A short outline may here be given of some of the researches undertaken during recent years on the mental effects of alcohol, taken for the most part in small or moderate doses. It will serve to exemplify the methods adopted and to indicate the general results obtained.

Kraepelin of Munich has carried out a long series of careful investigations respecting the influence of alcohol, taken in moderate or small doses, upon the mental functions. The amount of the dose varied, but as a rule was about an ounce, diluted with water. Sometimes one-half, or one-quarter, of this quantity was used. In fact, the amounts were often far below those frequently taken at meals by ordinary individuals. Such mental processes as reading aloud, adding columns of figures, calculating arithmetically, memorising words or numbers, and associating ideas with words, were employed in the tests. In certain of the experiments the rate of mental action was measured by means of time-recording apparatus designed to indicate accurately the reaction-period - i.e., the time occupied in making a response to a given signal. In other experiments, the ability to add figures correctly was tested upon subjects sometimes taking alcohol, sometimes refraining from it. The outlines of one such experiment may be given as a simple example: -

First six days, no alcohol taken. Practice in adding figures for half an hour daily. The ability to add increased every day.

Next twelve days, alcohol taken. In spite of the influence of the previous days' practice, the capability of adding did not increase. On the contrary, it began to decrease very rapidly.

1 " Alcohol, its Action on the Human Organism," p. 37.

Nineteenth day, alcohol stopped. Immediate improvement shown.

Twenty-sixth day, alcohol resumed. A decided decrease in the power of adding figures was again shown.
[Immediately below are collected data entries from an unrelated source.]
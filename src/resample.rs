//! Calendar resampling of chart series.

use crate::chart::{ChartSeries, Point};
use crate::dataset::Timestamp;
use crate::error::EnergyVizError;

use serde::{Deserialize, Serialize};
use strum_macros::Display;
use time::{Date, Month};

const MILLIS_PER_HOUR: i64 = 3_600_000;
const MILLIS_PER_DAY: i64 = 24 * MILLIS_PER_HOUR;

/// Bucket width for resampling. Buckets are aligned to the UTC calendar.
#[derive(Clone, Copy, Debug, Deserialize, Display, Eq, PartialEq, Serialize)]
#[serde(rename_all = "lowercase")]
#[strum(serialize_all = "lowercase")]
pub enum Frequency {
    Hour,
    Day,
    /// ISO week, starting on Monday
    Week,
    Month,
    Year,
}

impl Frequency {
    /// Start of the bucket containing `timestamp`.
    ///
    /// Fails with [EnergyVizError::Parse] when the bucket start is not representable, which only
    /// happens for timestamps at the far ends of the `i64` range.
    pub fn bucket_start(self, timestamp: Timestamp) -> Result<Timestamp, EnergyVizError> {
        let millis = timestamp.millis();
        let start = match self {
            Frequency::Hour => millis.div_euclid(MILLIS_PER_HOUR).checked_mul(MILLIS_PER_HOUR),
            Frequency::Day => millis.div_euclid(MILLIS_PER_DAY).checked_mul(MILLIS_PER_DAY),
            Frequency::Week => {
                // The epoch was a Thursday, three days after a Monday.
                let days = millis.div_euclid(MILLIS_PER_DAY);
                days.checked_add(3)
                    .and_then(|shifted| days.checked_sub(shifted.rem_euclid(7)))
                    .and_then(|monday| monday.checked_mul(MILLIS_PER_DAY))
            }
            Frequency::Month | Frequency::Year => {
                let date = timestamp.to_datetime()?.date();
                let month = if self == Frequency::Month {
                    date.month()
                } else {
                    Month::January
                };
                let first = Date::from_calendar_date(date.year(), month, 1).map_err(|err| {
                    EnergyVizError::Parse {
                        reason: format!("timestamp {} out of range: {}", timestamp, err),
                    }
                })?;
                return Timestamp::from_datetime(first.midnight().assume_utc());
            }
        };
        start.map(Timestamp).ok_or_else(|| EnergyVizError::Parse {
            reason: format!("timestamp {} out of range", timestamp),
        })
    }
}

/// How the points of a bucket are combined.
#[derive(Clone, Copy, Debug, Default, Deserialize, Display, Eq, PartialEq, Serialize)]
#[serde(rename_all = "lowercase")]
#[strum(serialize_all = "lowercase")]
pub enum Aggregation {
    #[default]
    Sum,
    Mean,
    Min,
    Max,
    Count,
}

/// A resampling request.
#[derive(Clone, Copy, Debug, Deserialize, PartialEq, Serialize)]
#[serde(deny_unknown_fields)]
pub struct Resample {
    pub frequency: Frequency,
    #[serde(default)]
    pub aggregation: Aggregation,
}

/// Running aggregate of one bucket.
struct Bucket {
    start: Timestamp,
    count: usize,
    sum: f64,
    min: f64,
    max: f64,
}

impl Bucket {
    fn new(start: Timestamp, y: f64) -> Self {
        Bucket {
            start,
            count: 1,
            sum: y,
            min: y,
            max: y,
        }
    }

    fn push(&mut self, y: f64) {
        self.count += 1;
        self.sum += y;
        self.min = self.min.min(y);
        self.max = self.max.max(y);
    }

    fn finish(&self, aggregation: Aggregation) -> Point {
        let y = match aggregation {
            Aggregation::Sum => self.sum,
            Aggregation::Mean => self.sum / self.count as f64,
            Aggregation::Min => self.min,
            Aggregation::Max => self.max,
            Aggregation::Count => self.count as f64,
        };
        Point { x: self.start, y }
    }
}

/// Resample a series into calendar buckets.
///
/// Each point of the result is placed at the start of its bucket. Buckets without points are
/// not emitted.
///
/// # Arguments
///
/// * `series`: [ChartSeries] with points in ascending x order
/// * `resample`: Bucket [Frequency] and [Aggregation]
pub fn resample(series: &ChartSeries, resample: &Resample) -> Result<ChartSeries, EnergyVizError> {
    let mut points = Vec::new();
    let mut current: Option<Bucket> = None;
    for point in &series.points {
        let start = resample.frequency.bucket_start(point.x)?;
        match current.as_mut() {
            Some(bucket) if bucket.start == start => bucket.push(point.y),
            _ => {
                if let Some(bucket) = current.replace(Bucket::new(start, point.y)) {
                    points.push(bucket.finish(resample.aggregation));
                }
            }
        }
    }
    if let Some(bucket) = current {
        points.push(bucket.finish(resample.aggregation));
    }
    Ok(ChartSeries {
        name: series.name.clone(),
        points,
    })
}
The general results arrived at from all the experiments were that in the simpler, more or less automatic work, mental activity was slightly quickened at the outset under the influence of alcohol, but in most cases began to slow down after a few minutes, the diminution becoming more and more marked, and enduring as long as the alcohol was in active operation in the body, namely, four to five hours. When, on the other hand, the higher powers of the mind, e.g., those involving association of ideas and the formation of judgments, were called into play, there was no real quickening of the brain activity under alcohol. The slowing effect began from the first, and continued throughout. Moreover, not only does alcohol, according to this observer, delay the rapidity of cerebral association. It alters the quality also, favouring the inferior kinds of mental association and weakening the higher associations. In other words, even small doses of alcohol influence adversely, from the very first, the finer work of the brain-cells.

Aschaffenburg made a careful series of observations upon the work of compositors, done when alcohol was taken in "dietetic ' quantity, and also without alcohol. He found that there was a distinct impairment of mental activity, amounting to about 9 per cent. as measured by the output of work, when alcohol was taken. The impairment was absent in one case only out of eight.
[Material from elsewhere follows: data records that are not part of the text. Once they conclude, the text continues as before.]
//! Error handling.

use arrow::error::ArrowError;
use axum::{
    extract::rejection::JsonRejection,
    http::header,
    http::StatusCode,
    response::{IntoResponse, Response},
};
use parquet::errors::ParquetError;
use serde::{Deserialize, Serialize};
use std::error::Error;
use thiserror::Error;
use tokio::sync::AcquireError;
use tracing::{event, Level};

use crate::dataset::{ColumnKind, Timestamp};

/// Failure to retrieve an object from the object store.
#[derive(Debug, Error)]
pub enum RetrievalError {
    /// The object or its bucket does not exist
    #[error("object {key} not found")]
    NotFound { key: String },

    /// The store refused access to the object
    #[error("access to object {key} denied")]
    AccessDenied { key: String },

    /// The store did not respond in time
    #[error("timed out retrieving object {key}")]
    Timeout { key: String },

    /// Any other failure talking to the store
    #[error("failed to retrieve object {key}: {message}")]
    Transport { key: String, message: String },
}

/// ONS energy viz error type
///
/// This type encapsulates the various errors that may occur.
/// Each variant may result in a different API error response.
#[derive(Debug, Error)]
pub enum EnergyVizError {
    /// Error decoding Arrow data
    #[error("failed to parse source data")]
    Arrow(#[from] ArrowError),

    /// Error reading CSV data
    #[error("failed to parse source data")]
    Csv(#[from] csv::Error),

    /// Error decompressing data
    #[error("failed to decompress data")]
    Decompression(#[from] std::io::Error),

    /// A series had no points and empty series were configured as errors
    #[error("no data points for variable {variable}")]
    EmptySeries { variable: String },

    /// Insufficient memory to process request
    #[error("Insufficient memory to process request ({requested} > {total})")]
    InsufficientMemory { requested: usize, total: usize },

    /// Time range start after its end
    #[error("invalid time range: start {start} is after end {end}")]
    InvalidRange { start: Timestamp, end: Timestamp },

    /// No dataset object under a prefix covers the requested time range
    #[error("no dataset objects under prefix '{prefix}' match the time range")]
    NoMatchingObjects { prefix: String },

    /// A grouping column does not hold categories
    #[error("column {column} is {kind}, not category")]
    NotACategory { column: String, kind: ColumnKind },

    /// Error reading Parquet data
    #[error("failed to parse source data")]
    Parquet(#[from] ParquetError),

    /// Malformed source data
    #[error("failed to parse source data: {reason}")]
    Parse { reason: String },

    /// Error deserialising request data
    #[error("request data is not valid")]
    RequestDataJsonRejection(#[from] JsonRejection),

    /// Error validating request data (single error)
    #[error("request data is not valid")]
    RequestDataValidationSingle(#[from] validator::ValidationError),

    /// Error validating request data (multiple errors)
    #[error("request data is not valid")]
    RequestDataValidation(#[from] validator::ValidationErrors),

    /// Error retrieving an object from the object store
    #[error("error retrieving object from storage")]
    Retrieval(#[from] RetrievalError),

    /// Source data does not have the expected columns
    #[error("source data does not match the expected schema: {reason}")]
    Schema { reason: String },

    /// Error acquiring a semaphore
    #[error("error acquiring resources")]
    SemaphoreAcquireError(#[from] AcquireError),

    /// A blocking task panicked or was cancelled
    #[error("background task failed")]
    TaskJoin(#[from] tokio::task::JoinError),

    /// Error converting between integer types
    #[error(transparent)]
    TryFromInt(#[from] std::num::TryFromIntError),

    /// A requested variable or filter column is not in the dataset
    #[error("unknown variable {variable}")]
    UnknownVariable { variable: String },
}

impl EnergyVizError {
    /// Stable error code reported to API clients.
    pub fn code(&self) -> &'static str {
        match self {
            EnergyVizError::Arrow(_)
            | EnergyVizError::Csv(_)
            | EnergyVizError::Decompression(_)
            | EnergyVizError::Parquet(_)
            | EnergyVizError::Parse { reason: _ } => "parse_error",
            EnergyVizError::EmptySeries { variable: _ } => "empty_series",
            EnergyVizError::InsufficientMemory {
                requested: _,
                total: _,
            } => "insufficient_memory",
            EnergyVizError::InvalidRange { start: _, end: _ } => "invalid_range",
            EnergyVizError::NoMatchingObjects { prefix: _ } => "no_matching_objects",
            EnergyVizError::NotACategory { column: _, kind: _ } => "not_a_category",
            EnergyVizError::RequestDataJsonRejection(_)
            | EnergyVizError::RequestDataValidationSingle(_)
            | EnergyVizError::RequestDataValidation(_) => "invalid_request",
            EnergyVizError::Retrieval(error) => match error {
                RetrievalError::NotFound { key: _ } => "not_found",
                RetrievalError::AccessDenied { key: _ } => "access_denied",
                RetrievalError::Timeout { key: _ } => "timeout",
                RetrievalError::Transport { key: _, message: _ } => "retrieval_error",
            },
            EnergyVizError::Schema { reason: _ } => "schema_error",
            EnergyVizError::SemaphoreAcquireError(_)
            | EnergyVizError::TaskJoin(_)
            | EnergyVizError::TryFromInt(_) => "internal_error",
            EnergyVizError::UnknownVariable { variable: _ } => "unknown_variable",
        }
    }

    /// HTTP status of the response for this error.
    pub fn status(&self) -> StatusCode {
        match self {
            // Bad request
            EnergyVizError::InsufficientMemory {
                requested: _,
                total: _,
            }
            | EnergyVizError::InvalidRange { start: _, end: _ }
            | EnergyVizError::NotACategory { column: _, kind: _ }
            | EnergyVizError::RequestDataJsonRejection(_)
            | EnergyVizError::RequestDataValidationSingle(_)
            | EnergyVizError::RequestDataValidation(_)
            | EnergyVizError::UnknownVariable { variable: _ } => StatusCode::BAD_REQUEST,

            // Not found
            EnergyVizError::NoMatchingObjects { prefix: _ } => StatusCode::NOT_FOUND,

            // Unprocessable entity
            EnergyVizError::EmptySeries { variable: _ } => StatusCode::UNPROCESSABLE_ENTITY,

            // Upstream storage failures
            EnergyVizError::Retrieval(RetrievalError::Timeout { key: _ }) => {
                StatusCode::GATEWAY_TIMEOUT
            }
            EnergyVizError::Retrieval(_) => StatusCode::BAD_GATEWAY,

            // Internal server error
            EnergyVizError::Arrow(_)
            | EnergyVizError::Csv(_)
            | EnergyVizError::Decompression(_)
            | EnergyVizError::Parquet(_)
            | EnergyVizError::Parse { reason: _ }
            | EnergyVizError::Schema { reason: _ }
            | EnergyVizError::SemaphoreAcquireError(_)
            | EnergyVizError::TaskJoin(_)
            | EnergyVizError::TryFromInt(_) => StatusCode::INTERNAL_SERVER_ERROR,
        }
    }
}

impl IntoResponse for EnergyVizError {
    /// Convert from an `EnergyVizError` into an [axum::response::Response].
    fn into_response(self) -> Response {
        ErrorResponse::from(self).into_response()
    }
}

/// Body of error response
///
/// Implements serde (de)serialise.
#[derive(Deserialize, Serialize)]
struct ErrorBody {
    /// Error code from the error taxonomy
    code: String,

    /// Main error message
    message: String,

    /// Optional list of causes
    #[serde(skip_serializing_if = "Option::is_none")]
    caused_by: Option<Vec<String>>,
}

impl ErrorBody {
    /// Return a new ErrorBody
    ///
    /// # Arguments
    ///
    /// * `error`: The error that occurred
    fn new(error: &EnergyVizError) -> Self {
        let mut causes = Vec::new();
        let mut current = error.source();
        while let Some(source) = current {
            causes.push(source.to_string());
            current = source.source();
        }
        // Remove duplicate entries.
        causes.dedup();
        ErrorBody {
            code: error.code().to_string(),
            message: error.to_string(),
            caused_by: if causes.is_empty() { None } else { Some(causes) },
        }
    }
}

/// A response to send in error cases
///
/// Implements serde (de)serialise.
#[derive(Deserialize, Serialize)]
struct ErrorResponse {
    /// HTTP status of the response
    #[serde(skip)]
    status: StatusCode,

    /// Response body
    error: ErrorBody,
}

impl From<EnergyVizError> for ErrorResponse {
    /// Convert from an `EnergyVizError` into an `ErrorResponse`.
    fn from(error: EnergyVizError) -> Self {
        let response = ErrorResponse {
            status: error.status(),
            error: ErrorBody::new(&error),
        };

        // Log server errors. Client errors are the caller's problem.
        if response.status.is_server_error() {
            event!(Level::ERROR, code = error.code(), "{}", error.to_string());
            let mut current = error.source();
            while let Some(source) = current {
                event!(Level::ERROR, "Caused by: {}", source.to_string());
                current = source.source();
            }
        }

        response
    }
}

impl IntoResponse for ErrorResponse {
    /// Convert from an `ErrorResponse` into an `axum::response::Response`.
    ///
    /// Renders the response as JSON.
    fn into_response(self) -> Response {
        let json_body = serde_json::to_string_pretty(&self);
        match json_body {
            Err(err) => (
                StatusCode::INTERNAL_SERVER_ERROR,
                format!("Failed to serialise error response: {}", err),
            )
                .into_response(),
            Ok(json_body) => (
                self.status,
                [(&header::CONTENT_TYPE, mime::APPLICATION_JSON.to_string())],
                json_body,
            )
                .into_response(),
        }
    }
}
Other investigators have studied the duration of the effect produced by alcohol. Furer used amounts such as are contained in two litres of strong beer or half a litre of wine. The effects were found to last all the following day, causing a dulling of mental labour, although the subject was under the impression that his work was just as good as usual. Kurz, taking 80 grams of alcohol in water on twelve successive evenings, found that there was a decided diminution in the day's work (calculating and studying) as compared with that done on alcohol-free days, and that this effect persisted until the fifth day after ceasing to take alcohol. A single large dose acts for twenty-four or even forty-eight hours.

W. McDougall, describing a 'method for the study of concurrent mental operations and mental fatigue,"1 investigated the effect of dietetic quantities of alcohol upon subjects performing a certain task - namely, accurately marking dots driven past an opening at a known rate. In one series of experiments he found that the errors under the influence of alcohol compared with the normal errors were as 583 to 379. In another (shorter) series they were as 351 to 298. Three ounces of whisky caused 53 per cent. more errors than when the brain was under normal conditions. On the other hand, the errors when tea was taken were less than the normal.
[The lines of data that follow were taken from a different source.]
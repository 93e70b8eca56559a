//! Datasets that span several source objects.
//!
//! ONS publishes generation data as one object per year or per month, for example
//! `GERACAO_USINA-2_2023.parquet` or `GERACAO_USINA-2_2023_01.parquet`. A request may name one
//! object, a list of objects, or a prefix. Under a prefix only the objects whose period overlaps
//! the requested time range are read. The datasets of the chosen objects are then merged into
//! one.

use crate::dataset::{Dataset, Timestamp};
use crate::error::EnergyVizError;
use crate::object_store::{is_dataset_key, ObjectInfo};
use crate::query::TimeRange;

use std::sync::Arc;
use time::{Date, Month};

/// Where the rows of a request come from.
#[derive(Clone, Debug, PartialEq)]
pub enum DatasetSource {
    /// A single object key
    Object(String),
    /// Object keys, merged in the order given
    Objects(Vec<String>),
    /// Every dataset object under a key prefix that overlaps the time range
    Prefix(String),
}

fn is_digits(text: &str, len: usize) -> bool {
    text.len() == len && text.bytes().all(|b| b.is_ascii_digit())
}

fn month_start(year: i32, month: u8) -> Option<Timestamp> {
    let month = Month::try_from(month).ok()?;
    let date = Date::from_calendar_date(year, month, 1).ok()?;
    Timestamp::from_datetime(date.midnight().assume_utc()).ok()
}

/// Period covered by an object, from the `_YYYY` or `_YYYY_MM` suffix of its file name.
///
/// Returns the start of the period and the start of the next one, or `None` if the name carries
/// no date.
pub fn file_period(key: &str) -> Option<(Timestamp, Timestamp)> {
    let name = key.rsplit('/').next()?;
    let stem = name.split('.').next()?;
    let mut parts = stem.rsplit('_');
    let last = parts.next()?;
    let previous = parts.next();
    let (year, month) = match previous {
        Some(year) if is_digits(year, 4) && is_digits(last, 2) => (year, Some(last)),
        _ if is_digits(last, 4) => (last, None),
        _ => return None,
    };
    let year: i32 = year.parse().ok()?;
    match month {
        Some(month) => {
            let month: u8 = month.parse().ok()?;
            let start = month_start(year, month)?;
            let end = if month == 12 {
                month_start(year + 1, 1)?
            } else {
                month_start(year, month + 1)?
            };
            Some((start, end))
        }
        None => Some((month_start(year, 1)?, month_start(year + 1, 1)?)),
    }
}

/// Keys of the dataset objects that may hold rows in a time range.
///
/// Objects without a date in their name cannot be ruled out and are kept. The listing order is
/// preserved.
pub fn select_keys(objects: &[ObjectInfo], range: &TimeRange) -> Vec<String> {
    objects
        .iter()
        .filter(|object| is_dataset_key(&object.key))
        .filter(|object| match file_period(&object.key) {
            Some((start, end)) => start <= range.end() && end > range.start(),
            None => true,
        })
        .map(|object| object.key.clone())
        .collect()
}

/// Merge datasets that share a schema into one.
///
/// Rows are stably sorted by timestamp, so rows with equal timestamps keep the order of their
/// source objects. A single dataset is returned as is.
///
/// # Arguments
///
/// * `keys`: Object key of each dataset, used in error messages
/// * `datasets`: Datasets to merge, in object order
pub fn merge(keys: &[String], datasets: Vec<Arc<Dataset>>) -> Result<Arc<Dataset>, EnergyVizError> {
    let Some(first) = datasets.first() else {
        return Err(EnergyVizError::Schema {
            reason: "no datasets to merge".to_string(),
        });
    };
    if datasets.len() == 1 {
        return Ok(first.clone());
    }
    let schema = first.schema().clone();
    for (key, dataset) in keys.iter().zip(&datasets).skip(1) {
        if *dataset.schema() != schema {
            return Err(EnergyVizError::Schema {
                reason: format!(
                    "object {} has different columns from object {}",
                    key,
                    keys.first().map_or("", String::as_str)
                ),
            });
        }
    }
    let mut rows = Vec::with_capacity(datasets.iter().map(|dataset| dataset.len()).sum());
    for dataset in &datasets {
        rows.extend_from_slice(dataset.rows());
    }
    rows.sort_by_key(|row| row.timestamp);
    tracing::debug!(objects = datasets.len(), rows = rows.len(), "merged datasets");
    Ok(Arc::new(Dataset::from_parts(schema, rows)))
}

#[cfg(test)]
mod tests {
    use super::*;
    use crate::dataset::{Column, ColumnKind, Row, Schema, Value};
    use crate::test_utils::{self, DAY, T0};

    use time::macros::datetime;

    fn ts(datetime: time::OffsetDateTime) -> Timestamp {
        Timestamp::from_datetime(datetime).unwrap()
    }

    fn object(key: &str) -> ObjectInfo {
        ObjectInfo {
            key: key.to_string(),
            size: 1,
            last_modified: None,
        }
    }

    #[test]
    fn yearly_and_monthly_periods() {
        assert_eq!(
            Some((
                ts(datetime!(2023-01-01 00:00 UTC)),
                ts(datetime!(2024-01-01 00:00 UTC))
            )),
            file_period("dataset/geracao_usina_2_ho/GERACAO_USINA-2_2023.parquet")
        );
        assert_eq!(
            Some((
                ts(datetime!(2023-12-01 00:00 UTC)),
                ts(datetime!(2024-01-01 00:00 UTC))
            )),
            file_period("dataset/GERACAO_USINA-2_2023_12.csv.gz")
        );
        assert_eq!(
            Some((
                ts(datetime!(2022-01-01 00:00 UTC)),
                ts(datetime!(2023-01-01 00:00 UTC))
            )),
            file_period("geracao/2022.csv")
        );
    }

    #[test]
    fn undated_names() {
        assert_eq!(None, file_period("geracao/usinas.csv"));
        assert_eq!(None, file_period("geracao/GERACAO_USINA-2_2023_13.csv"));
        assert_eq!(None, file_period("geracao/GERACAO_USINA_23.csv"));
        assert_eq!(None, file_period(""));
    }

    #[test]
    fn select_overlapping_keys() {
        let objects = [
            object("g/GERACAO_2022_12.parquet"),
            object("g/GERACAO_2023_01.parquet"),
            object("g/GERACAO_2023_02.parquet"),
            object("g/GERACAO_2023_03.parquet"),
            object("g/README.txt"),
            object("g/usinas.csv"),
        ];
        // A range starting mid-month keeps that month.
        let range = TimeRange::new(
            ts(datetime!(2023-01-15 00:00 UTC)),
            ts(datetime!(2023-02-01 00:00 UTC)),
        )
        .unwrap();
        assert_eq!(
            vec![
                "g/GERACAO_2023_01.parquet".to_string(),
                "g/GERACAO_2023_02.parquet".to_string(),
                "g/usinas.csv".to_string(),
            ],
            select_keys(&objects, &range)
        );
        assert_eq!(5, select_keys(&objects, &TimeRange::all()).len());
    }

    #[test]
    fn merge_interleaves_by_time() {
        let schema = Schema::new("t", vec![Column::new("wind", ColumnKind::Number)]).unwrap();
        let dataset = |rows: &[(i64, f64)]| {
            let rows = rows
                .iter()
                .map(|(t, wind)| Row::new(Timestamp(*t), vec![Value::Number(*wind)]))
                .collect();
            Arc::new(Dataset::new(schema.clone(), rows).unwrap())
        };
        let keys = vec!["a.csv".to_string(), "b.csv".to_string()];
        let merged = merge(
            &keys,
            vec![dataset(&[(1, 1.0), (3, 3.0)]), dataset(&[(1, 10.0), (2, 2.0)])],
        )
        .unwrap();
        let cells: Vec<(i64, Option<f64>)> = merged
            .rows()
            .iter()
            .map(|row| (row.timestamp.millis(), row.values[0].as_f64()))
            .collect();
        assert_eq!(
            vec![(1, Some(1.0)), (1, Some(10.0)), (2, Some(2.0)), (3, Some(3.0))],
            cells
        );
    }

    #[test]
    fn merge_single_dataset_is_shared() {
        let dataset = Arc::new(test_utils::generation_dataset());
        let merged = merge(&["a.csv".to_string()], vec![dataset.clone()]).unwrap();
        assert!(Arc::ptr_eq(&dataset, &merged));
        assert_eq!(Some((Timestamp(T0), Timestamp(T0 + DAY))), merged.span());
    }

    #[test]
    fn merge_schema_mismatch() {
        let keys = vec!["a.csv".to_string(), "b.csv".to_string()];
        let err = merge(
            &keys,
            vec![
                Arc::new(test_utils::generation_dataset()),
                Arc::new(test_utils::wind_dataset()),
            ],
        )
        .unwrap_err();
        assert_eq!("schema_error", err.code());
        assert_eq!(
            "source data does not match the expected schema: object b.csv has different columns from object a.csv",
            err.to_string()
        );
    }
}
1 British Journal of Psychology, 1.

The general results of these and other experiments go to show that, as regards the effects of small or moderate doses of alcohol upon the nervous and neuro-muscular system: -

(1)

Alcohol lengthens the time taken to perform complex mental processes, although the person experimented upon imagines that his psychical activities are rendered more rapid.

(2)

There is an initial stage of temporary stimulation or exhilaration, chiefly due to a slight numbing of the higher nerve-centres; but this is followed by a prolonged depressant after-stage.